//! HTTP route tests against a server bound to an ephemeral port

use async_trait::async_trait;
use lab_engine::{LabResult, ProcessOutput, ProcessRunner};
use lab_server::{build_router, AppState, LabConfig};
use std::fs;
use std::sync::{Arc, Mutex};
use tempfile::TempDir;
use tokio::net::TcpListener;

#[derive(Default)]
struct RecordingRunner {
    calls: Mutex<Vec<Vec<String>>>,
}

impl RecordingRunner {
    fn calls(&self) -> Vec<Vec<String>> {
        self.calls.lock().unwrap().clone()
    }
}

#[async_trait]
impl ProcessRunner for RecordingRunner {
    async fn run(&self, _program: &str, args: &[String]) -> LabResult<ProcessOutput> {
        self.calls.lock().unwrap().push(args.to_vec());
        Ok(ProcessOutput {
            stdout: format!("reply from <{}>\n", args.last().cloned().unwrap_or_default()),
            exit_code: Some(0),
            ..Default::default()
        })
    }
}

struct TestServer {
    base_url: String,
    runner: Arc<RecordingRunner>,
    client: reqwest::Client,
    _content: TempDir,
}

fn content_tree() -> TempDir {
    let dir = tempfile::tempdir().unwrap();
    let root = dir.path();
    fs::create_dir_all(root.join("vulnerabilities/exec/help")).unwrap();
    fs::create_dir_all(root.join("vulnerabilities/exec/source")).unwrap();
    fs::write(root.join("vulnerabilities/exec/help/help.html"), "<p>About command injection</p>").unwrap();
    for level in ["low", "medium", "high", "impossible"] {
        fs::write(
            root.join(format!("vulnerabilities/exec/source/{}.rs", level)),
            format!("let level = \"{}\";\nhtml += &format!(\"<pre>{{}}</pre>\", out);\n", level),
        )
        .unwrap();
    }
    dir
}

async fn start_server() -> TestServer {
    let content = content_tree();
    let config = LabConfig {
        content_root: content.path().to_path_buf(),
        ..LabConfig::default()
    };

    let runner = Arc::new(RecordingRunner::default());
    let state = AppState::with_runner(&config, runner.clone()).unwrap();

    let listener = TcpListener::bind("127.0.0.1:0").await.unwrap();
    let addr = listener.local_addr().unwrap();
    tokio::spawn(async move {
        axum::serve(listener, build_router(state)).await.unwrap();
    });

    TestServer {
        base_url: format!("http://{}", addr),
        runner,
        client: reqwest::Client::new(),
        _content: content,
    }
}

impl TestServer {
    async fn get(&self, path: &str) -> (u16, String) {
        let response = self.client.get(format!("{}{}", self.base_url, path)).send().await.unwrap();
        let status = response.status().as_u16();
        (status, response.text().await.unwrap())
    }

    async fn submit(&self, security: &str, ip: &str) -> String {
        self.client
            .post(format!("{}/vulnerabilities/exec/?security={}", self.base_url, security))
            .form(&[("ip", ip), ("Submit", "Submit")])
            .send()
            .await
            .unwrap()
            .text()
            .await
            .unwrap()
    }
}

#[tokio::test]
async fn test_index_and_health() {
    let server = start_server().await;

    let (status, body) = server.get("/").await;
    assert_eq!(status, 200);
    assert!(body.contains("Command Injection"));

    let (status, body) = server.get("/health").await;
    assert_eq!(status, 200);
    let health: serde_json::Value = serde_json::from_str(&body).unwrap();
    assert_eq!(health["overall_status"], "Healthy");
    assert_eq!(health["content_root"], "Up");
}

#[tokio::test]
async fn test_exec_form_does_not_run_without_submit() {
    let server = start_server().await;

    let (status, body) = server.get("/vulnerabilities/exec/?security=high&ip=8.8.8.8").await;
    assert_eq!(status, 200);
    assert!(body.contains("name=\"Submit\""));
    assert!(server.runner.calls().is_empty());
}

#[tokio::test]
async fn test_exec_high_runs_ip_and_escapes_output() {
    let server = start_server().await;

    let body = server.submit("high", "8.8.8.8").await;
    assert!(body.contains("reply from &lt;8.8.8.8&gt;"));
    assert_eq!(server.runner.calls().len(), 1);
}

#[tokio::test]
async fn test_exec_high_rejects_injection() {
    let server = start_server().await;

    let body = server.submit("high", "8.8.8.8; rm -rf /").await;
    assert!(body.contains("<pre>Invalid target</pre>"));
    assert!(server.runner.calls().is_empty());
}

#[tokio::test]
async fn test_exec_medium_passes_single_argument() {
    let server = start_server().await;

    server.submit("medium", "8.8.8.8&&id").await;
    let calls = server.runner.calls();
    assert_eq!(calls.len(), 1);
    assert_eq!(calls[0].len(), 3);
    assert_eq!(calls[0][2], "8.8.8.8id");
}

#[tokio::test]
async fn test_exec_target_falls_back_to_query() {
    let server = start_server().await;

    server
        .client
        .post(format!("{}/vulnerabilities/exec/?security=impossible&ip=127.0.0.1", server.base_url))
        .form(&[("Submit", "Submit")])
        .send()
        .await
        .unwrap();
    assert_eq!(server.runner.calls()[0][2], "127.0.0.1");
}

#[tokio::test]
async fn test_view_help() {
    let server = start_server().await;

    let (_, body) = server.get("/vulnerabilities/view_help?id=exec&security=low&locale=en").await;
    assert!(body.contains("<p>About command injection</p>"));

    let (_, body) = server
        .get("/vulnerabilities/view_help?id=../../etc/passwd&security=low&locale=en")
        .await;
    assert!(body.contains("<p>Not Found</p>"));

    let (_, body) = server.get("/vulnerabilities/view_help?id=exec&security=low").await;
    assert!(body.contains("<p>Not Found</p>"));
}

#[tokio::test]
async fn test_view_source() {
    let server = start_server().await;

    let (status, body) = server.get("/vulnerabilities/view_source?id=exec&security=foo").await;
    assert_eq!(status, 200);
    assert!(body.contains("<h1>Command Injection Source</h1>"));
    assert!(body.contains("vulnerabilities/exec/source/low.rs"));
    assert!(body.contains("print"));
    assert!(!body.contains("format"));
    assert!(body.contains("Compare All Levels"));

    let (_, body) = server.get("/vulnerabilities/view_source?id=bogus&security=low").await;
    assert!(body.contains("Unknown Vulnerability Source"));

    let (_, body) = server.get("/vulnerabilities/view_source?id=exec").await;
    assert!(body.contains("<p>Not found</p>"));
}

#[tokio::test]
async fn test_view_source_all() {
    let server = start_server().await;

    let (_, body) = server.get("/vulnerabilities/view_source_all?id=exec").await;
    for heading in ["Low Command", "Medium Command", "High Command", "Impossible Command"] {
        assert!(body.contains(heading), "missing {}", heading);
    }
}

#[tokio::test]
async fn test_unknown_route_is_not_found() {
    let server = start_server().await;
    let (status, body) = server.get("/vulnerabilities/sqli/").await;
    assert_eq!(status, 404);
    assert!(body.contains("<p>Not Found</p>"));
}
★ ★ ★ ★ ★
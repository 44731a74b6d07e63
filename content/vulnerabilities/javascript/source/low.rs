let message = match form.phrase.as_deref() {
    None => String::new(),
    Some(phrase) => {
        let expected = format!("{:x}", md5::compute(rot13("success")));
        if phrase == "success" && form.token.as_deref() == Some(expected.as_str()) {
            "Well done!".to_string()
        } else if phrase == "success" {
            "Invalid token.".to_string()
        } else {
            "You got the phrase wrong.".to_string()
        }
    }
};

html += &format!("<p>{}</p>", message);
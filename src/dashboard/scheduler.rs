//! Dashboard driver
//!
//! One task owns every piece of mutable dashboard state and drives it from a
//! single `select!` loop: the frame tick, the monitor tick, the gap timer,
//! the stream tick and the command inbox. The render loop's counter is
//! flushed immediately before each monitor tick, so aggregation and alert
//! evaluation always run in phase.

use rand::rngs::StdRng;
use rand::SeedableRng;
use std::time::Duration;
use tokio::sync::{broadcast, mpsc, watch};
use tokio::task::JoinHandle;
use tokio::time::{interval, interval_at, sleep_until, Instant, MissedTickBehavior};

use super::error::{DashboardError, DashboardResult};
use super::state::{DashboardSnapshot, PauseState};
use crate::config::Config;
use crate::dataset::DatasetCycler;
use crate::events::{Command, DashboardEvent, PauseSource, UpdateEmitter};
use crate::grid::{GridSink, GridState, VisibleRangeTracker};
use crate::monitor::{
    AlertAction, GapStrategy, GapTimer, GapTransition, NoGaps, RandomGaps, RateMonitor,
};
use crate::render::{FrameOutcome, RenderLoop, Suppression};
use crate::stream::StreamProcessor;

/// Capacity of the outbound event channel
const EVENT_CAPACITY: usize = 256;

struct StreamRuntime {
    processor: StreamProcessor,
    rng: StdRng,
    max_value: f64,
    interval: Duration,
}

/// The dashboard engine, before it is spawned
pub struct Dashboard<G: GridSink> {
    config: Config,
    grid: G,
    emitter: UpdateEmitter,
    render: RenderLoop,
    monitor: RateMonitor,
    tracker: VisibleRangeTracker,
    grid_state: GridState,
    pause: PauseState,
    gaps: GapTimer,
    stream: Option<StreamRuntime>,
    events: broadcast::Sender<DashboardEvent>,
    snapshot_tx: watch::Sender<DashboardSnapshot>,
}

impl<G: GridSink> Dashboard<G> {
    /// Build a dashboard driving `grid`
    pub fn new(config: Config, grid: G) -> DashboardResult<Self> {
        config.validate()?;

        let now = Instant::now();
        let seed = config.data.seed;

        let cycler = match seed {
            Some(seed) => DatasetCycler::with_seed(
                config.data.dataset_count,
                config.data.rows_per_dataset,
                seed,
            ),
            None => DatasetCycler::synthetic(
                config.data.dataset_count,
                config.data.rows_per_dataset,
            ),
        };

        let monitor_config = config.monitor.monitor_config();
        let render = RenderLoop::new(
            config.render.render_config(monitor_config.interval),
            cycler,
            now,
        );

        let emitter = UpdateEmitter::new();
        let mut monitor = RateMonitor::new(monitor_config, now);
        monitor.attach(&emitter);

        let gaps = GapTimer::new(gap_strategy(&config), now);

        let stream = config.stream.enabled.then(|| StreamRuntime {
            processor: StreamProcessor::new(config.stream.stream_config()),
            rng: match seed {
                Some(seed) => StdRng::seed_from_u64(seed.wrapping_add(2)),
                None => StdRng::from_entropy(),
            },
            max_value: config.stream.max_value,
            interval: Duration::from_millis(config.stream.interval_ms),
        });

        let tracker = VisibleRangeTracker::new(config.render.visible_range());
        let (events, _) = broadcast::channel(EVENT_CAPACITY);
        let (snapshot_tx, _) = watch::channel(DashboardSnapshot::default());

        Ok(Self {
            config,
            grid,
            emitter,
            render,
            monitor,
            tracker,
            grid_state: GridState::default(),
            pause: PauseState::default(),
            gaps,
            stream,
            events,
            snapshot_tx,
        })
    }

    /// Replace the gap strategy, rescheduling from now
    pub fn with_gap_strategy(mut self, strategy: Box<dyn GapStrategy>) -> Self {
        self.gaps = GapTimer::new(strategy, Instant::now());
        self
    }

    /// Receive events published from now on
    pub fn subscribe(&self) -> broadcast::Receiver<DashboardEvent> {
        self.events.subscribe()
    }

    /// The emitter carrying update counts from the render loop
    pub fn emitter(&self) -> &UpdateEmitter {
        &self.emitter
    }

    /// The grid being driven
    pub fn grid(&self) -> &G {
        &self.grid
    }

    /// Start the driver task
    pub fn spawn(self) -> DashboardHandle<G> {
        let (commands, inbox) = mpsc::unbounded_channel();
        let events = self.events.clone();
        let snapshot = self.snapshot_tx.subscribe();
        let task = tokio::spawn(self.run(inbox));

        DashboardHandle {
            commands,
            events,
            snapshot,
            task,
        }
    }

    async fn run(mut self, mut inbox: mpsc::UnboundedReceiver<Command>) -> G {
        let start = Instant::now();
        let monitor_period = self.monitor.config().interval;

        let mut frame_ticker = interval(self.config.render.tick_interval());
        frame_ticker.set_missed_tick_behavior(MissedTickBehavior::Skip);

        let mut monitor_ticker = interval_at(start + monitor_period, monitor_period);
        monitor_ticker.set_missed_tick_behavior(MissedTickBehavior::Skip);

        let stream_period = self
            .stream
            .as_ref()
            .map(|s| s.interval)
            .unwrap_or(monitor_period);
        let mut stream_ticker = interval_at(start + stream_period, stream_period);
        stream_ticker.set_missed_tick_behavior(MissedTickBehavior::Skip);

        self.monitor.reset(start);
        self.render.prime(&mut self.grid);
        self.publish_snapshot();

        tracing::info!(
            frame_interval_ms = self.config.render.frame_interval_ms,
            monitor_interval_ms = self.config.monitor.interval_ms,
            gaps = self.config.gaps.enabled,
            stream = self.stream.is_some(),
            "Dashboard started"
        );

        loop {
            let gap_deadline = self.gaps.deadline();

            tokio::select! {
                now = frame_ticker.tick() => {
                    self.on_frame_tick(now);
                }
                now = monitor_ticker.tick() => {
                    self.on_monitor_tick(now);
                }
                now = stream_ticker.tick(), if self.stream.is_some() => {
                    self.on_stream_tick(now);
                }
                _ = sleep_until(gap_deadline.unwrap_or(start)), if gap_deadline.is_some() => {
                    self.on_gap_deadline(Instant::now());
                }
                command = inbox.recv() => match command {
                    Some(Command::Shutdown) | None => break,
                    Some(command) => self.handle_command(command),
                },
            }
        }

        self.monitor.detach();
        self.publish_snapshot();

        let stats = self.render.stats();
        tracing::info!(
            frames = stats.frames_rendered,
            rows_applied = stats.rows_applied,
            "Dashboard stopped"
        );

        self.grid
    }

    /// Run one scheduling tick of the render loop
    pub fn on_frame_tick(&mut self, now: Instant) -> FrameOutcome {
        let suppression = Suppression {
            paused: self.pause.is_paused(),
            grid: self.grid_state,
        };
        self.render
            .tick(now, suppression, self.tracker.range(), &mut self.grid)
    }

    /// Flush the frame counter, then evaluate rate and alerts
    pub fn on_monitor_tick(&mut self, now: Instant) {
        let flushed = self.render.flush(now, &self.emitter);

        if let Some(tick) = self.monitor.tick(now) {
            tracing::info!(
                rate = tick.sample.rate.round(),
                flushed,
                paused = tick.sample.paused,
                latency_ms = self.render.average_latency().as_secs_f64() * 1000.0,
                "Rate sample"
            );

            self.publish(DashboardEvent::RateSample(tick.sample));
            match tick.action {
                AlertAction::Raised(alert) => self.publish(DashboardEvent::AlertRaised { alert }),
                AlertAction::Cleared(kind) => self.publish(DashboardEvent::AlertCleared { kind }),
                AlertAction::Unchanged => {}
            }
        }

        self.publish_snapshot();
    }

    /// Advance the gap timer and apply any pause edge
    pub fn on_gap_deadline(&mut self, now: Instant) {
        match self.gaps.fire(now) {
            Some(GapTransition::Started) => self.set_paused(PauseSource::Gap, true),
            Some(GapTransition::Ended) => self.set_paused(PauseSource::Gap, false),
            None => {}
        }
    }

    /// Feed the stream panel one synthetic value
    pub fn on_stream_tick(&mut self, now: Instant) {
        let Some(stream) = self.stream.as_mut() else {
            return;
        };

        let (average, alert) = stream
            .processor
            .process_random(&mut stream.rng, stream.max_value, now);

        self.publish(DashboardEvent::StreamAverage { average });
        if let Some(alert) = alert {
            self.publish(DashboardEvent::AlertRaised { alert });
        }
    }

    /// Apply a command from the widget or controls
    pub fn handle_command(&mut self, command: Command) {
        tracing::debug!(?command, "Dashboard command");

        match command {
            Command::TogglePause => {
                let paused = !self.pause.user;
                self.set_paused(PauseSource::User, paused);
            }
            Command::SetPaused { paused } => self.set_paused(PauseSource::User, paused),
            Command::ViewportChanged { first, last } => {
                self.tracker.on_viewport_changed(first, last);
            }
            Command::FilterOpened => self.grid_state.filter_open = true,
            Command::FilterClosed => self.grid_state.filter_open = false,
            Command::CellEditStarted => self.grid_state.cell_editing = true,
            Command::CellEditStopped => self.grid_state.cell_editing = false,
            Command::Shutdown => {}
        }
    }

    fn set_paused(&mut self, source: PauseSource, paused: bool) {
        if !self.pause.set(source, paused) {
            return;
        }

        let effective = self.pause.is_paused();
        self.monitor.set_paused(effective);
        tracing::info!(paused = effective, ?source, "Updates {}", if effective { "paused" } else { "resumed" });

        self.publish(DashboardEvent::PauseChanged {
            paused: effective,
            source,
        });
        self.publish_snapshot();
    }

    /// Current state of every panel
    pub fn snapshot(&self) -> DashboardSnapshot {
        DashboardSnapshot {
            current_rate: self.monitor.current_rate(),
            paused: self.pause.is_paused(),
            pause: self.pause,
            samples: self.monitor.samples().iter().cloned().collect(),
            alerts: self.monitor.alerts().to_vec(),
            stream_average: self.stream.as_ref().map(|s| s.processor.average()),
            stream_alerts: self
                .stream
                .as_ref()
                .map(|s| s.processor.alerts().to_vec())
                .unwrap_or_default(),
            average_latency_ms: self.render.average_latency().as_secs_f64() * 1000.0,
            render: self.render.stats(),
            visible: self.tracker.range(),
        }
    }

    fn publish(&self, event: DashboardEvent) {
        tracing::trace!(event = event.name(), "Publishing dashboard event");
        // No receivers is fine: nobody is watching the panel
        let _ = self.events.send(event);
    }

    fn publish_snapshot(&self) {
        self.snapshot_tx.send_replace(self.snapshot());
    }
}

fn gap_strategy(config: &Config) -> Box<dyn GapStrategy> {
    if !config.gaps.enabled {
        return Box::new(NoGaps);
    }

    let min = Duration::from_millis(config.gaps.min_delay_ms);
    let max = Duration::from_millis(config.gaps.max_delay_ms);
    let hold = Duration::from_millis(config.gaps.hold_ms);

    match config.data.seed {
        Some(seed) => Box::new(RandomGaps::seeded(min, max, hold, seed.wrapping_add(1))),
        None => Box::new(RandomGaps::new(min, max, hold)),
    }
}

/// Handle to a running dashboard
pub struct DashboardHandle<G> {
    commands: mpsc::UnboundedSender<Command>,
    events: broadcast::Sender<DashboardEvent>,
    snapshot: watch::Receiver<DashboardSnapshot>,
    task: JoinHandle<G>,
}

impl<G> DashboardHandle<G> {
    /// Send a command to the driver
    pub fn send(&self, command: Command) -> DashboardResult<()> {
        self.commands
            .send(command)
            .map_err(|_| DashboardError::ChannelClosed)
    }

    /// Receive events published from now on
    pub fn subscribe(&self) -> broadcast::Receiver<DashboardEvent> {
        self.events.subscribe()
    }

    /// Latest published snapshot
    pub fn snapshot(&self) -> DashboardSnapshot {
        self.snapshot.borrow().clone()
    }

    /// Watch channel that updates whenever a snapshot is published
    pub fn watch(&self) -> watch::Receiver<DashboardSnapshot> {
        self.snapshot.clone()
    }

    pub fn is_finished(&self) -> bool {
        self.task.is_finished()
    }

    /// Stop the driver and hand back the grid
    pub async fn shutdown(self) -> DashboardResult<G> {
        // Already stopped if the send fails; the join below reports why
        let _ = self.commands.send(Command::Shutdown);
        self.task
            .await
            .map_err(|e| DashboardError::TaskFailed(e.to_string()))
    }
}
★ ★ ★ ★ ★
PROBLEM DETAILS: From the listing above, return the lines starting at the one with "pub fn with_gap_strategy(mut" and ending at the one with "let (commands, inbox)", both kept, exactly as they appear and nothing more.

ANSWER BOX:
    pub fn with_gap_strategy(mut self, strategy: Box<dyn GapStrategy>) -> Self {
        self.gaps = GapTimer::new(strategy, Instant::now());
        self
    }

    /// Receive events published from now on
    pub fn subscribe(&self) -> broadcast::Receiver<DashboardEvent> {
        self.events.subscribe()
    }

    /// The emitter carrying update counts from the render loop
    pub fn emitter(&self) -> &UpdateEmitter {
        &self.emitter
    }

    /// The grid being driven
    pub fn grid(&self) -> &G {
        &self.grid
    }

    /// Start the driver task
    pub fn spawn(self) -> DashboardHandle<G> {
        let (commands, inbox) = mpsc::unbounded_channel();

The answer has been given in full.